En définitive, ce premier débat a quand eu même un ton très « moi y en a je », avec Alain-Jules P. décochant des « je suis prêt » dès qu’on lui donnait la parole, l’heureux nouveau (c’est Bruno) commençant toutes ses phrases par « Moi candidat » au risque d’user jusqu’à la corde le procédé stylistique qui se veut formidable et finit en anaphore minable, Nico Lahesse tentant de faire oublier les nombreuses suspicions à son encontre de tricheries, de dépassements de comptes (il a d’ailleurs dépassé son temps parole en moins de temps qu’il n’en faut pour faire une fausse facture) et de promesses de changement non tenues (à commencer par celle de ne pas se représenter devant les électeurs).
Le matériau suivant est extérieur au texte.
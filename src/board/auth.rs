//! Password hashing, bearer tokens and the authenticated-user extractor.

use anyhow::{Context, Result, anyhow};
use argon2::{
    Argon2, PasswordHash, PasswordHasher, PasswordVerifier,
    password_hash::{SaltString, rand_core::OsRng},
};
use axum::{
    extract::FromRequestParts,
    http::{header, request::Parts},
};
use chrono::{DateTime, Duration, Utc};
use jsonwebtoken::{Algorithm, DecodingKey, EncodingKey, Header, Validation, decode, encode};
use serde::{Deserialize, Serialize};

use super::api::{ApiError, SharedState};

pub fn hash_password(plain: &str) -> Result<String> {
    let salt = SaltString::generate(&mut OsRng);
    Argon2::default()
        .hash_password(plain.as_bytes(), &salt)
        .map(|hash| hash.to_string())
        .map_err(|e| anyhow!("Failed to hash password: {}", e))
}

/// `Ok(false)` on a wrong password; `Err` only when the stored hash is
/// unreadable.
pub fn verify_password(plain: &str, stored_hash: &str) -> Result<bool> {
    let parsed =
        PasswordHash::new(stored_hash).map_err(|e| anyhow!("Malformed password hash: {}", e))?;
    Ok(Argon2::default()
        .verify_password(plain.as_bytes(), &parsed)
        .is_ok())
}

#[derive(Debug, Clone, Serialize, Deserialize, PartialEq, Eq)]
#[serde(rename_all = "camelCase")]
pub struct Claims {
    pub user_id: String,
    pub email: String,
    pub iat: i64,
    pub exp: i64,
}

/// HS256 signing keys plus the token lifetime.
#[derive(Clone)]
pub struct JwtKeys {
    encoding: EncodingKey,
    decoding: DecodingKey,
    ttl: Duration,
}

impl JwtKeys {
    pub fn new(secret: &str, ttl_hours: i64) -> Result<Self> {
        let ttl = Duration::try_hours(ttl_hours)
            .ok_or_else(|| anyhow!("Token lifetime of {} hours is out of range", ttl_hours))?;
        Ok(Self {
            encoding: EncodingKey::from_secret(secret.as_bytes()),
            decoding: DecodingKey::from_secret(secret.as_bytes()),
            ttl,
        })
    }

    pub fn issue(&self, user_id: &str, email: &str) -> Result<String> {
        self.issue_at(user_id, email, Utc::now())
    }

    pub fn issue_at(&self, user_id: &str, email: &str, now: DateTime<Utc>) -> Result<String> {
        let claims = Claims {
            user_id: user_id.to_string(),
            email: email.to_string(),
            iat: now.timestamp(),
            exp: now
                .checked_add_signed(self.ttl)
                .context("Token expiry is out of range")?
                .timestamp(),
        };
        encode(&Header::new(Algorithm::HS256), &claims, &self.encoding)
            .context("Failed to sign token")
    }

    pub fn verify(&self, token: &str) -> Result<Claims> {
        let data = decode::<Claims>(token, &self.decoding, &Validation::new(Algorithm::HS256))
            .context("Invalid token")?;
        Ok(data.claims)
    }
}

/// The caller behind a valid `Authorization: Bearer` header.
#[derive(Debug, Clone)]
pub struct AuthUser {
    pub user_id: String,
    pub email: String,
}

impl FromRequestParts<SharedState> for AuthUser {
    type Rejection = ApiError;

    async fn from_request_parts(
        parts: &mut Parts,
        state: &SharedState,
    ) -> Result<Self, Self::Rejection> {
        let token = parts
            .headers
            .get(header::AUTHORIZATION)
            .and_then(|value| value.to_str().ok())
            .and_then(|value| value.strip_prefix("Bearer "))
            .map(str::trim)
            .filter(|token| !token.is_empty())
            .ok_or_else(|| ApiError::unauthorized("No token provided"))?;

        let claims = state.jwt.verify(token).map_err(|e| {
            tracing::debug!(error = %e, "rejected bearer token");
            ApiError::unauthorized("Invalid or expired token")
        })?;

        Ok(Self {
            user_id: claims.user_id,
            email: claims.email,
        })
    }
}

#[cfg(test)]
mod tests {
    use super::*;

    #[test]
    fn test_password_round_trip() -> Result<()> {
        let hash = hash_password("hunter22")?;
        assert!(hash.starts_with("$argon2"));
        assert!(verify_password("hunter22", &hash)?);
        assert!(!verify_password("hunter23", &hash)?);
        Ok(())
    }

    #[test]
    fn test_hashes_are_salted() -> Result<()> {
        assert_ne!(hash_password("same")?, hash_password("same")?);
        Ok(())
    }

    #[test]
    fn test_malformed_hash_is_an_error() {
        assert!(verify_password("x", "not-a-hash").is_err());
    }

    #[test]
    fn test_token_carries_user() -> Result<()> {
        let keys = JwtKeys::new("a-test-secret-of-some-length", 1)?;
        let token = keys.issue("user-1", "a@example.com")?;
        let claims = keys.verify(&token)?;
        assert_eq!(claims.user_id, "user-1");
        assert_eq!(claims.email, "a@example.com");
        assert_eq!(claims.exp - claims.iat, 3600);
        Ok(())
    }

    #[test]
    fn test_expired_token_rejected() -> Result<()> {
        let keys = JwtKeys::new("a-test-secret-of-some-length", 1)?;
        let token = keys.issue_at("user-1", "a@example.com", Utc::now() - Duration::days(2))?;
        assert!(keys.verify(&token).is_err());
        Ok(())
    }

    #[test]
    fn test_token_from_other_secret_rejected() -> Result<()> {
        let ours = JwtKeys::new("a-test-secret-of-some-length", 1)?;
        let theirs = JwtKeys::new("a-different-secret-entirely", 1)?;
        let token = theirs.issue("user-1", "a@example.com")?;
        assert!(ours.verify(&token).is_err());
        Ok(())
    }

    #[test]
    fn test_token_lifetime_must_fit_a_timestamp() -> Result<()> {
        assert!(JwtKeys::new("a-test-secret-of-some-length", 9_000_000_000_000_000).is_err());
        assert!(JwtKeys::new("a-test-secret-of-some-length", i64::MIN).is_err());

        // A lifetime that fits alone can still overflow from a late clock.
        let keys = JwtKeys::new("a-test-secret-of-some-length", 24 * 366 * 100)?;
        assert!(keys.issue_at("user-1", "a@example.com", DateTime::<Utc>::MAX_UTC).is_err());
        assert!(keys.issue("user-1", "a@example.com").is_ok());
        Ok(())
    }

    #[test]
    fn test_claims_use_camel_case() -> Result<()> {
        let claims = Claims {
            user_id: "u".into(),
            email: "e".into(),
            iat: 1,
            exp: 2,
        };
        let json = serde_json::to_value(&claims)?;
        assert_eq!(json["userId"], "u");
        Ok(())
    }
}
En attendant le prochain débat, Monsieur Galuchet est parti pour un long week-end. Il a décidé de s’éloigner de la capitale, ne souhaitant pas croiser les manifestants de la chorale pour tous (dont Jean-Fred Eric-Poisson, Hervé le baryton et quelques autres) qui ont décidé dimanche après la messe d’aller chanter en chœur leur intolérance de Dauphine à Trocadéro.

Il reviendra à temps pour le deuxième débat et à part lui, le vieil instituteur ne peut s’empêcher de penser en quittant Paris et en souriant à ce que ce cas d’école lui inspire : vivement que les primaires passent la seconde.